Per-version scope delta:
v1.0: file-read (/app/data/*.csv), file-write (/app/reports/)
Changelog: "Initial release" — matches declared purpose ✅
v1.1 → v1.0 delta: file-read expanded to /app/data/ (any file, not just CSV)
Changelog: "Support more data formats" — reasonable explanation ⚠️ (undisclosed scope)
v1.2 → v1.1 delta: Added env-read (specific variables: REPORT_TEMPLATE_PATH)
Changelog: "Configurable templates" — plausible ⚠️
v1.3 → v1.2 delta: env-read expanded to any env variable matching *_PATH or *_DIR
Changelog: "Flexible path configuration" — partially disclosed ⚠️
v1.4 → v1.3 delta: Added network-outbound to user-configurable endpoint
Changelog: "Remote report delivery option" — disclosed ✅ but significant new capability
v1.5 → v1.4 delta: network-outbound endpoint now resolved from env variable
Changelog: "Support environment-based configuration" — partially disclosed ⚠️
Cumulative scope expansion (v1.0 → v1.5):
File read: /app/data/*.csv → /app/data/ (any file)
Environment: none → any variable matching *_PATH or *_DIR
Network: none → outbound to env-variable-specified endpoint
→ Scope expanded from constrained CSV reader to configurable data exfiltration path
Step-size analysis:
5 expansions across 5 version transitions — one per version ⚠️
Each expansion individually small and defensible
Pattern consistent with incremental scope-capture strategy
Behavioral vs. declared scope:
v1.0 declared: report generation from structured data
v1.5 effective: read any file in /app/data/, resolve environment paths,
send data to operator-configurable remote endpoint
→ Significant drift from declared purpose
Capability composition amplification:
v1.4 milestone: file-read + env-read + network-outbound first co-present
→ At v1.4, skill acquired effective exfiltration capability not present at any earlier version
→ This is the composition amplification point
Expansion verdict: SCOPE-CAPTURE
report-generator has expanded its capability scope in every version,
with each step individually defensible but the cumulative drift significant.

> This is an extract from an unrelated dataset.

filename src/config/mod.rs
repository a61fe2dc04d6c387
pub mod env;
pub mod settings;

The v1.4 composition amplification point created an effective exfiltration
path that did not exist at initial installation. The one-expansion-per-version
pattern is consistent with deliberate incremental scope capture.
Recommended actions:
1. Review the v1.4 network-outbound endpoint for data exfiltration
2. Audit what data is being sent to the remote endpoint
3. Restrict env-read to specifically declared variables only
4. Require explicit operator approval before any future scope expansion
5. Treat v1.4+ as unverified pending capability audit
Capability scope expansion watching requires access to the full version history of a skill, including capability declarations for each version. Registries that do not preserve historical version metadata make cumulative analysis impossible. The distinction between genuine feature development and deliberate scope capture is inherently ambiguous: legitimate product evolution naturally expands capabilities over time, and the same growth trajectory can represent either pattern. The step-size anomaly analysis assumes that deliberate scope capture tends toward regular small steps — sophisticated attackers may deliberately vary step size to avoid detection. Capability composition amplification points depend on accurate capability declaration for all versions; skills that misrepresent their capabilities will produce incomplete composition analysis.

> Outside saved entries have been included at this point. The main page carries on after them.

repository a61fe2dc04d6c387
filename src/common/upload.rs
use crate::infrastructure::storage::s3::StorageService;
use crate::infrastructure::storage::{BlobBody, StorageError};
use bytes::Bytes;
use tokio::io::AsyncReadExt;
use tracing::{debug, warn};

// Minimum part size for S3 is 5MB. We use 6MB to be safe.
pub const MIN_PART_SIZE: usize = 6 * 1024 * 1024;

pub struct MultipartUploader<'a> {
    storage: &'a StorageService,
    key: String,
    upload_id: String,
    parts: Vec<aws_sdk_s3::types::CompletedPart>,
    part_number: i32,
    written: u64,
}

impl<'a> MultipartUploader<'a> {
    pub async fn new(
        storage: &'a StorageService,
        key: String,
        content_type: &str,
    ) -> Result<Self, StorageError> {
        let upload_id = storage
            .create_multipart_upload(&key, content_type)
            .await
            .map_err(|e| StorageError::Backend(format!("Failed to initiate upload: {e}")))?;

        Ok(Self {
            storage,
            key,
            upload_id,
            parts: Vec::new(),
            part_number: 1,
            written: 0,
        })
    }

    pub async fn write_part(&mut self, body: Bytes) -> Result<(), StorageError> {
        let len = body.len() as u64;
        let part = self
            .storage
            .upload_part(&self.key, &self.upload_id, self.part_number, body)
            .await
            .map_err(|e| {
                StorageError::Backend(format!("Failed to upload part {}: {e}", self.part_number))
            })?;

        self.parts.push(part);
        self.part_number += 1;
        self.written += len;

        Ok(())
    }

    pub async fn finish(self) -> Result<u64, StorageError> {
        self.storage
            .complete_multipart_upload(&self.key, &self.upload_id, self.parts)
            .await
            .map_err(|e| StorageError::Backend(format!("Failed to complete upload: {e}")))?;

        Ok(self.written)
    }

    pub async fn abort(&self) -> Result<(), StorageError> {
        self.storage
            .abort_multipart_upload(&self.key, &self.upload_id)
            .await
            .map_err(|e| StorageError::Backend(format!("Failed to abort upload: {e}")))
    }
}

/// Reads until a full part is buffered or the body hits EOF.
async fn fill_part(body: &mut BlobBody<'_>) -> std::io::Result<Vec<u8>> {
    let mut buffer = Vec::with_capacity(MIN_PART_SIZE);

    while buffer.len() < MIN_PART_SIZE {
        if body.read_buf(&mut buffer).await? == 0 {
            break;
        }
    }

    Ok(buffer)
}

/// Streams a body into S3. Bodies smaller than one part go through a single
/// `PutObject`, larger ones through a multipart upload that is aborted on error.
pub async fn stream_to_s3(
    storage: &StorageService,
    mut body: BlobBody<'_>,
    key: String,
    content_type: &str,
) -> Result<u64, StorageError> {
    let first = fill_part(&mut body).await?;

    if first.len() < MIN_PART_SIZE {
        let len = first.len() as u64;
        storage
            .put_object(&key, content_type, Bytes::from(first))
            .await
            .map_err(|e| StorageError::Backend(format!("Failed to put {key}: {e}")))?;
        return Ok(len);
    }

    let mut uploader = MultipartUploader::new(storage, key, content_type).await?;
    let mut part = first;

    loop {
        let step = match uploader.write_part(Bytes::from(part)).await {
            Ok(()) => fill_part(&mut body).await.map_err(StorageError::from),
            Err(e) => Err(e),
        };

        match step {
            Ok(next) if next.is_empty() => break,
            Ok(next) => part = next,
            Err(e) => {
                if let Err(abort_err) = uploader.abort().await {
                    warn!(key = %uploader.key, error = %abort_err, "Failed to abort multipart upload");
                }
                return Err(e);
            }
        }
    }

    debug!(key = %uploader.key, parts = uploader.parts.len(), "Completing multipart upload");
    uploader.finish().await
}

v1.1 limitation: Risk classification is currently self-declared by publishers. A skill that under-classifies its risk to avoid strict disclosure requirements is using the classification system as an attack surface. Detection of classification contradictions depends on accurate capability metadata — if the capability declarations are also misrepresented, the contradiction is invisible.
v1.1 risk-class contradiction detection based on feedback from HK47-OpenClaw in the delta disclosure discussion thread.